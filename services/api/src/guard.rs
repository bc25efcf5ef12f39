//! Per-session request admission.
//!
//! Every request names a session id. The [`Gatekeeper`] decides whether it
//! may be forwarded: one request per rate window, a fixed message budget,
//! and a lifetime counted from the session's first request.

use std::collections::HashMap;
use std::sync::{Arc, Mutex, MutexGuard};
use std::time::{Duration, Instant};
use tokio::task::JoinHandle;
use tracing::{debug, info};

#[derive(Debug, Clone, Copy, PartialEq, Eq)]
pub struct GuardLimits {
    pub rate_window: Duration,
    pub message_limit: u32,
    pub session_ttl: Duration,
}

impl Default for GuardLimits {
    fn default() -> Self {
        Self {
            rate_window: Duration::from_secs(2),
            message_limit: 30,
            session_ttl: Duration::from_secs(20 * 60),
        }
    }
}

/// Outcome of [`Gatekeeper::admit`].
#[derive(Debug, Clone, Copy, PartialEq, Eq)]
pub enum Admission {
    /// Forward the request; `message_count` includes it.
    Allowed { message_count: u32 },
    /// Too soon after the previous request.
    Throttled { retry_after: Duration },
    /// Message budget exhausted. The usage record is reset.
    LimitReached,
    /// The session outlived its TTL. The usage record is dropped.
    Expired,
}

#[derive(Debug, Clone, Copy)]
struct Usage {
    first_seen: Instant,
    last_request: Instant,
    count: u32,
}

#[derive(Debug, Default)]
pub struct Gatekeeper {
    limits: GuardLimits,
    usage: Mutex<HashMap<String, Usage>>,
}

impl Gatekeeper {
    pub fn new(limits: GuardLimits) -> Self {
        Self {
            limits,
            usage: Mutex::new(HashMap::new()),
        }
    }

    pub fn limits(&self) -> GuardLimits {
        self.limits
    }

    fn lock(&self) -> MutexGuard<'_, HashMap<String, Usage>> {
        self.usage.lock().unwrap_or_else(|poisoned| poisoned.into_inner())
    }

    /// Decides the fate of a request for `session_id` arriving at `now`.
    ///
    /// Throttled requests are not counted against the message budget.
    pub fn admit(&self, session_id: &str, now: Instant) -> Admission {
        let mut usage = self.lock();
        let Some(record) = usage.get_mut(session_id) else {
            usage.insert(
                session_id.to_string(),
                Usage {
                    first_seen: now,
                    last_request: now,
                    count: 1,
                },
            );
            return Admission::Allowed { message_count: 1 };
        };

        if now.saturating_duration_since(record.first_seen) > self.limits.session_ttl {
            usage.remove(session_id);
            return Admission::Expired;
        }

        let since_last = now.saturating_duration_since(record.last_request);
        if since_last < self.limits.rate_window {
            return Admission::Throttled {
                retry_after: self.limits.rate_window - since_last,
            };
        }

        if record.count >= self.limits.message_limit {
            usage.remove(session_id);
            return Admission::LimitReached;
        }

        record.count += 1;
        record.last_request = now;
        Admission::Allowed {
            message_count: record.count,
        }
    }

    /// Drops records idle for longer than the session TTL. Returns how many went.
    pub fn purge(&self, now: Instant) -> usize {
        let ttl = self.limits.session_ttl;
        let mut usage = self.lock();
        let before = usage.len();
        usage.retain(|_, record| now.saturating_duration_since(record.last_request) <= ttl);
        before - usage.len()
    }

    pub fn tracked_sessions(&self) -> usize {
        self.lock().len()
    }

    /// Runs [`Gatekeeper::purge`] every `every` until the task is aborted.
    pub fn spawn_sweeper(self: Arc<Self>, every: Duration) -> JoinHandle<()> {
        tokio::spawn(async move {
            let mut interval = tokio::time::interval(every);
            loop {
                interval.tick().await;
                let purged = self.purge(Instant::now());
                if purged > 0 {
                    info!(purged, remaining = self.tracked_sessions(), "Purged idle sessions");
                } else {
                    debug!("Sweep found no idle sessions");
                }
            }
        })
    }
}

+ + +

Requirement
Show every line of the data in which the word "Throttled" appears.

Solution for this exercise
    Throttled { retry_after: Duration },
    /// Throttled requests are not counted against the message budget.
            return Admission::Throttled {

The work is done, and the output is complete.